Stock markets rise after stay-at-home orders for 1.3 billion

Sensexup

Stock markets rise after stay-at-home orders for 1.3 billion

The bulls strengthened their hold on Dalal Street today, with the 30-share pack sensex closing 1,861 points or 6.98 per cent higher at 28,535, while the broader nifty 50 index settled at 8297, up 497 points or 6.37 per cent after india began the world’s largest lockdown.

With stay-at-home orders covering more than 1.3 billion Indians for three weeks starting Wednesday Prime Minister Narendra Modi said the “curfew” is to curb the spread of the coronavirus pandemic and save the nation from a massive outbreak.

Soon after the PM’S televised address to the nation, people, all over the country, flooded shops, looking to stock up on groceries, vegetables and other items.

 It is still not clear how – or even when – people will be allowed out to buy food and other essentials.

However, the lockdown panic in the nation was offset by a global rally in stock markets. Markets were urged along by Wall Street’s stellar gains overnight as a $2 trillion US stimulus package edges closer.  

The stimulus package, unprecedented in its size and scope, aims to flood the economy with capital by sending $1,200 checks to many Americans, creating a $367 billion loan programme for small enterprises and setting up a $500 billion fund for industries, cities and states.

Asian and European indices, too,  reversed from losses and gained significantly, as investors banked on hopes of economic stimulus from governments.

Back home, in early deals, the Indian benchmarks swung in choppy trade before rallying over 1,500 points in the afternoon session.

Stocks of Reliance Industries spiked nearly 21 percent to lead the sensex following reports that social media giant Facebook is in talks to buy a 10 per cent stake in Mukesh Ambani’s telecom and internet services veture, Reliance Jio.

For the uninitiated, Reliance Industries is an F&O stock which means no circuit breaker applies to it.

 Kotak Mahindra Bank, Axis Bank, Maruti Suzuki India, HDFC Bank, HDFC and ICICI Bank were among the top gainers.

The NSE bank index surged 8 per cent with HDFC Bank, Kotak Bank and Axis Bank surging between 9% and 12%.

Market watchers at Wisdom Capital noted that support based buying, short-covering, recovery in global markets and hope of stimulus from the government for the industry were the main factors behind the surge.

On the growth forecast front, it was gloomy.

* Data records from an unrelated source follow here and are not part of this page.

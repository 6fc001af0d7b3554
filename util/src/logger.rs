//! # Logger
//!
//! Log records go to two places: the operator's console, which only shows `Info` and above so
//! that per-send debug records don't drown out status changes, and the session log file, which
//! keeps everything down to the requested level. Console tags are coloured, file lines are plain.

// ---------------------------------------------------------------------------
// IMPORTS
// ---------------------------------------------------------------------------

// External imports
use colored::{ColoredString, Colorize};
use log::{info, Level, Record};
use std::fmt::Arguments;
use thiserror::Error;

// Internal imports
use crate::session;

// Re-exports
pub use log::LevelFilter;

// ---------------------------------------------------------------------------
// ENUMERATIONS
// ---------------------------------------------------------------------------

/// Errors associated with initialising the logger.
#[derive(Debug, Error)]
pub enum LoggerInitError {
    #[error("Expected a log level of at least `INFO`, found `{0}`")]
    InvalidMinLogLevel(LevelFilter),

    #[error("Error initialising the log file: {0}")]
    LogFileInitError(std::io::Error),

    #[error("An error occured while setting up the logger: {0}")]
    FernInitError(log::SetLoggerError),
}

// ---------------------------------------------------------------------------
// PUBLIC FUNCTIONS
// ---------------------------------------------------------------------------

/// Initialise logging for this execution.
///
/// `min_level` applies to the session log file and must be `Info` or more
/// verbose. The console never shows anything below `Info`.
///
/// Must only be called once per process.
pub fn logger_init(min_level: LevelFilter, session: &session::Session) -> Result<(), LoggerInitError> {
    if min_level < Level::Info {
        return Err(LoggerInitError::InvalidMinLogLevel(min_level));
    }

    let log_file =
        fern::log_file(&session.log_file_path).map_err(LoggerInitError::LogFileInitError)?;

    let console = fern::Dispatch::new()
        .level(LevelFilter::Info)
        .format(|out, message, record| {
            out.finish(format_args!("{}", format_line(colored_tag(record.level()), message, record)))
        })
        .chain(std::io::stdout());

    let file = fern::Dispatch::new()
        .format(|out, message, record| {
            out.finish(format_args!("{}", format_line(plain_tag(record.level()), message, record)))
        })
        .chain(log_file);

    fern::Dispatch::new()
        .level(min_level)
        .level_for("zmq", LevelFilter::Info)
        .chain(console)
        .chain(file)
        .apply()
        .map_err(LoggerInitError::FernInitError)?;

    info!("Logging initialised");
    if let Ok(epoch) = session::get_epoch() {
        info!("    Session epoch: {}", epoch);
    }
    info!("    File log level: {:?}", min_level);
    info!("    Log file: {:?}", session.log_file_path);

    Ok(())
}

// ---------------------------------------------------------------------------
// PRIVATE FUNCTIONS
// ---------------------------------------------------------------------------

/// `[<elapsed s> <tag>] <message>`, with the target added for debug and trace records.
fn format_line<T: std::fmt::Display>(tag: T, message: &Arguments, record: &Record) -> String {
    let elapsed = session::get_elapsed_seconds();

    if record.level() > Level::Info {
        format!("[{:10.6} {}] {}: {}", elapsed, tag, record.target(), message)
    } else {
        format!("[{:10.6} {}] {}", elapsed, tag, message)
    }
}

fn plain_tag(level: Level) -> &'static str {
    match level {
        Level::Trace => "TRC",
        Level::Debug => "DBG",
        Level::Info => "INF",
        Level::Warn => "WRN",
        Level::Error => "ERR",
    }
}

fn colored_tag(level: Level) -> ColoredString {
    let tag = plain_tag(level);

    match level {
        Level::Trace => tag.dimmed().italic(),
        Level::Debug => tag.dimmed(),
        Level::Info => tag.normal(),
        Level::Warn => tag.yellow(),
        Level::Error => tag.red().bold(),
    }
}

Sharply cutting its FY21 growth forecast by 1.7 percentage points to 3.5 per cent, British brokerage Barclays pegged the cost of the lockdown at USD 120 billion (approximately Rs 9 lakh crore) or 4 per cent of the GDP. The firm stressed on the need to announce an economic package.

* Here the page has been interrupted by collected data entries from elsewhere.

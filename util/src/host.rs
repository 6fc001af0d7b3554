//! Host platform utility functions

use std::env;
use std::path::PathBuf;

/// Environment variable pointing at the root of the software tree.
///
/// The root contains the `params` and `sessions` directories.
pub const SW_ROOT_ENV_VAR: &str = "TELEOP_SW_ROOT";

/// Get the root of the software tree from the environment.
pub fn get_sw_root() -> Result<PathBuf, env::VarError> {
    env::var(SW_ROOT_ENV_VAR).map(PathBuf::from)
}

Meanwhile, e-commerce giant flipkart suspended services as the 21-day long nationwide lockdown came into force. the walmart-owned megastore did not provide any clarity as to when its operations will resume:

 Amazon’s grocery service Pantry that delivers groceries too have had to halt services while Alibaba-backed online grocer BigBasket said its services had been impacted by the lockdown.

Joining a growing list of countries that have imposed similar measures, the lockdown order follows a sharp increase in cases in recent days. There have been more than 500 confirmed cases across india and 10 reported deaths.

Clearly, with coronavirus and now the shutdown, economic activity is almost at a standstill and is creating considerable disruption.

Wisdom Capital analysts are of the view that this is expected to continue for some time until we hear news about containment of the virus. Till then an economic stimulus package to ensure that Indian citizens have enough cash to survive is critical.